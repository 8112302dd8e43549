//! Bounded thread pool with a fixed core/max size and a bounded FIFO queue.
//!
//! Admission follows the classic executor rule: start a thread while below
//! core size, otherwise enqueue, otherwise start a thread while below max
//! size, otherwise hand the task to the pool's [`OverflowPolicy`].

use super::overflow::OverflowPolicy;
use super::task::{Task, TaskHandle};
use super::worker;
use crate::config::PoolConfig;
use crate::error::{Error, Result};
use crate::telemetry::{Metrics, PoolStats};
use crossbeam_channel::{Receiver, RecvTimeoutError, Sender, TrySendError};
use parking_lot::{Condvar, Mutex, RwLock};
use std::mem;
use std::sync::atomic::{AtomicU64, AtomicUsize, Ordering};
use std::sync::Arc;
use std::thread::{self, JoinHandle};
use std::time::{Duration, Instant};
use tracing::{debug, error, info, trace, warn};

pub struct ThreadPool {
    inner: Arc<Inner>,
}

pub(crate) struct Inner {
    config: PoolConfig,
    // None once shutdown has started; dropping it disconnects the queue
    sender: RwLock<Option<Sender<Task>>>,
    receiver: Receiver<Task>,
    workers: Mutex<WorkerSet>,
    terminated: Condvar,
    active: AtomicUsize,
    thread_seq: AtomicU64,
    pub(crate) metrics: Metrics,
}

struct WorkerSet {
    count: usize,
    largest: usize,
    threads: Vec<JoinHandle<()>>,
    shutdown: bool,
}

impl WorkerSet {
    fn is_terminated(&self) -> bool {
        self.shutdown && self.count == 0
    }
}

impl ThreadPool {
    /// Build a pool. Threads are started lazily, on submission.
    pub fn new(config: PoolConfig) -> Result<Self> {
        config.validate()?;

        // capacity 0 is a direct hand-off; otherwise the queue grows on demand
        // and `offer` enforces the bound
        let (sender, receiver) = if config.queue_capacity == 0 {
            crossbeam_channel::bounded(0)
        } else {
            crossbeam_channel::unbounded()
        };

        let inner = Arc::new(Inner {
            sender: RwLock::new(Some(sender)),
            receiver,
            workers: Mutex::new(WorkerSet {
                count: 0,
                largest: 0,
                threads: Vec::with_capacity(config.core_pool_size),
                shutdown: false,
            }),
            terminated: Condvar::new(),
            active: AtomicUsize::new(0),
            thread_seq: AtomicU64::new(0),
            metrics: Metrics::new(),
            config,
        });

        Ok(Self { inner })
    }

    pub fn name(&self) -> &str {
        self.inner.name()
    }

    pub fn config(&self) -> &PoolConfig {
        &self.inner.config
    }

    pub fn overflow_policy(&self) -> OverflowPolicy {
        self.inner.config.overflow_policy
    }

    /// Submit `f` and get a handle to its result.
    ///
    /// Never blocks unless the pool is saturated and its policy runs the
    /// task on the calling thread; in that case a panic of `f` is returned
    /// here as [`Error::TaskPanicked`] instead of through a handle.
    pub fn submit<F, T>(&self, f: F) -> Result<TaskHandle<T>>
    where
        F: FnOnce() -> T + Send + 'static,
        T: Send + 'static,
    {
        let (task, handle) = Task::with_handle(f);
        if let Some(rejected) = self.inner.offer(task)? {
            self.inner
                .config
                .overflow_policy
                .handle(rejected, &self.inner)?;
        }
        Ok(handle)
    }

    /// Fire-and-forget submission.
    pub fn execute<F>(&self, f: F) -> Result<()>
    where
        F: FnOnce() + Send + 'static,
    {
        self.submit(f).map(drop)
    }

    pub fn stats(&self) -> PoolStats {
        self.inner.stats()
    }

    /// Threads currently running a task.
    pub fn active_count(&self) -> usize {
        self.inner.active.load(Ordering::Relaxed)
    }

    /// Live worker threads.
    pub fn pool_size(&self) -> usize {
        self.inner.workers.lock().count
    }

    pub fn queue_size(&self) -> usize {
        self.inner.receiver.len()
    }

    pub fn is_shutdown(&self) -> bool {
        self.inner.is_shutdown()
    }

    pub fn is_terminated(&self) -> bool {
        self.inner.workers.lock().is_terminated()
    }

    /// Stop accepting tasks.
    ///
    /// With `wait_for_tasks_to_complete` queued and running tasks finish and
    /// this call blocks until the pool has terminated. Otherwise queued tasks
    /// are discarded (their handles resolve to [`Error::Cancelled`]) and only
    /// running tasks finish, without waiting.
    pub fn shutdown(&self) {
        if !self.inner.begin_shutdown() {
            return;
        }
        if !self.inner.config.wait_for_tasks_to_complete {
            return;
        }
        if self.inner.on_worker_thread() {
            warn!(pool = %self.name(), "shutdown requested from a pool thread, not waiting for termination");
            return;
        }
        self.inner.wait_terminated(None);
    }

    /// Wait up to `timeout` for the pool to terminate after [`shutdown`](Self::shutdown).
    pub fn await_termination(&self, timeout: Duration) -> bool {
        self.inner.wait_terminated(Some(Instant::now() + timeout))
    }
}

impl Drop for ThreadPool {
    fn drop(&mut self) {
        self.shutdown();
    }
}

impl std::fmt::Debug for ThreadPool {
    fn fmt(&self, f: &mut std::fmt::Formatter<'_>) -> std::fmt::Result {
        f.debug_struct("ThreadPool")
            .field("config", &self.inner.config)
            .field("pool_size", &self.pool_size())
            .field("queue_size", &self.queue_size())
            .finish()
    }
}

impl Inner {
    pub(crate) fn name(&self) -> &str {
        &self.config.name
    }

    pub(crate) fn is_shutdown(&self) -> bool {
        self.workers.lock().shutdown
    }

    /// Admit `task` to a thread or the queue. Gives the task back when the
    /// pool is saturated.
    ///
    /// Runs under the worker-set lock, so the queue bound holds across
    /// concurrent submitters and a worker never retires while a task it
    /// should take is being queued.
    fn offer(self: &Arc<Self>, task: Task) -> Result<Option<Task>> {
        let mut set = self.workers.lock();
        if set.shutdown {
            return Err(Error::shutdown(self.name()));
        }
        // with no live thread the queue is empty; start one with the task
        // instead of queueing it
        if set.count < self.config.core_pool_size || set.count == 0 {
            self.spawn_worker(&mut set, Some(task))?;
            return Ok(None);
        }

        let sent = match self.sender.read().as_ref() {
            Some(sender) if self.has_queue_room() => sender.try_send(task),
            Some(_) => Err(TrySendError::Full(task)),
            None => return Err(Error::shutdown(self.name())),
        };

        match sent {
            Ok(()) => Ok(None),
            Err(TrySendError::Full(task)) if set.count < self.config.max_pool_size => {
                self.spawn_worker(&mut set, Some(task))?;
                Ok(None)
            }
            Err(TrySendError::Full(task)) => Ok(Some(task)),
            Err(TrySendError::Disconnected(_)) => Err(Error::shutdown(self.name())),
        }
    }

    // A hand-off queue has no slots; `try_send` alone decides.
    fn has_queue_room(&self) -> bool {
        self.config.queue_capacity == 0 || self.receiver.len() < self.config.queue_capacity
    }

    fn spawn_worker(self: &Arc<Self>, set: &mut WorkerSet, first: Option<Task>) -> Result<()> {
        set.threads.retain(|t| !t.is_finished());

        let index = self.thread_seq.fetch_add(1, Ordering::Relaxed);
        let pool = Arc::clone(self);
        let thread = thread::Builder::new()
            .name(self.config.thread_name(index))
            .spawn(move || worker::run(pool, first))?;

        set.count += 1;
        set.largest = set.largest.max(set.count);
        set.threads.push(thread);
        trace!(pool = %self.name(), workers = set.count, "worker started");
        Ok(())
    }

    /// Next queued task for a worker, or `None` when the worker should exit.
    /// On `None` the worker has already been removed from the count.
    pub(crate) fn next_task(&self) -> Option<Task> {
        loop {
            let timed = self.may_time_out(self.workers.lock().count);
            let polled = if timed {
                self.receiver.recv_timeout(self.config.keep_alive)
            } else {
                self.receiver
                    .recv()
                    .map_err(|_| RecvTimeoutError::Disconnected)
            };

            match polled {
                Ok(task) => return Some(task),
                Err(RecvTimeoutError::Disconnected) => {
                    self.retire(&mut self.workers.lock());
                    return None;
                }
                Err(RecvTimeoutError::Timeout) => {
                    let mut set = self.workers.lock();
                    if self.may_time_out(set.count) && (set.count > 1 || self.receiver.is_empty()) {
                        trace!(pool = %self.name(), "worker idle past keep-alive, exiting");
                        self.retire(&mut set);
                        return None;
                    }
                }
            }
        }
    }

    fn may_time_out(&self, count: usize) -> bool {
        self.config.allow_core_thread_timeout || count > self.config.core_pool_size
    }

    fn retire(&self, set: &mut WorkerSet) {
        set.count -= 1;
        if set.is_terminated() {
            self.terminated.notify_all();
        }
    }

    pub(crate) fn task_started(&self) {
        self.active.fetch_add(1, Ordering::Relaxed);
    }

    pub(crate) fn task_finished(&self) {
        self.active.fetch_sub(1, Ordering::Relaxed);
    }

    /// Returns false if shutdown had already begun.
    fn begin_shutdown(self: &Arc<Self>) -> bool {
        {
            let mut set = self.workers.lock();
            if set.shutdown {
                return false;
            }
            set.shutdown = true;
        }

        // waits for in-flight try_send calls
        drop(self.sender.write().take());

        let dropped = if self.config.wait_for_tasks_to_complete {
            0
        } else {
            self.drain_queue()
        };

        let mut set = self.workers.lock();
        if set.count == 0 && !self.receiver.is_empty() {
            // queued work outlived every thread; start one to drain it
            let spawned = self.spawn_worker(&mut set, None);
            if let Err(e) = spawned {
                error!(pool = %self.name(), error = %e, "no worker left to drain the queue");
                self.drain_queue();
            }
        }
        if set.is_terminated() {
            self.terminated.notify_all();
        }
        drop(set);

        info!(
            pool = %self.name(),
            wait_for_tasks = self.config.wait_for_tasks_to_complete,
            dropped,
            "pool shutting down"
        );
        true
    }

    fn drain_queue(&self) -> usize {
        let mut dropped = 0;
        while let Ok(task) = self.receiver.try_recv() {
            debug!(pool = %self.name(), task = task.id.as_u64(), "discarding queued task");
            drop(task);
            self.metrics.record_cancelled();
            dropped += 1;
        }
        dropped
    }

    fn on_worker_thread(&self) -> bool {
        let current = thread::current().id();
        self.workers
            .lock()
            .threads
            .iter()
            .any(|t| t.thread().id() == current)
    }

    fn wait_terminated(&self, deadline: Option<Instant>) -> bool {
        let mut set = self.workers.lock();
        while !set.is_terminated() {
            match deadline {
                Some(deadline) => {
                    if self.terminated.wait_until(&mut set, deadline).timed_out() {
                        return set.is_terminated();
                    }
                }
                None => self.terminated.wait(&mut set),
            }
        }

        let threads = mem::take(&mut set.threads);
        drop(set);
        for thread in threads {
            let _ = thread.join();
        }
        true
    }

    pub(crate) fn stats(&self) -> PoolStats {
        let set = self.workers.lock();
        PoolStats {
            name: self.config.name.clone(),
            core_pool_size: self.config.core_pool_size,
            max_pool_size: self.config.max_pool_size,
            pool_size: set.count,
            largest_pool_size: set.largest,
            active_count: self.active.load(Ordering::Relaxed),
            queue_size: self.receiver.len(),
            queue_capacity: self.config.queue_capacity,
            completed_task_count: self.metrics.completed(),
            shutdown: set.shutdown,
            terminated: set.is_terminated(),
            metrics: self.metrics.snapshot(),
        }
    }
}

···

#### WORK TO COMPLETE
Print the first line of the records above and each line after it, exactly, through the line with "while below max".

#### REPLY TO THE TASK
repository 8112302dd8e43549
//! Bounded thread pool with a fixed core/max size and a bounded FIFO queue.
//!
//! Admission follows the classic executor rule: start a thread while below
//! core size, otherwise enqueue, otherwise start a thread while below max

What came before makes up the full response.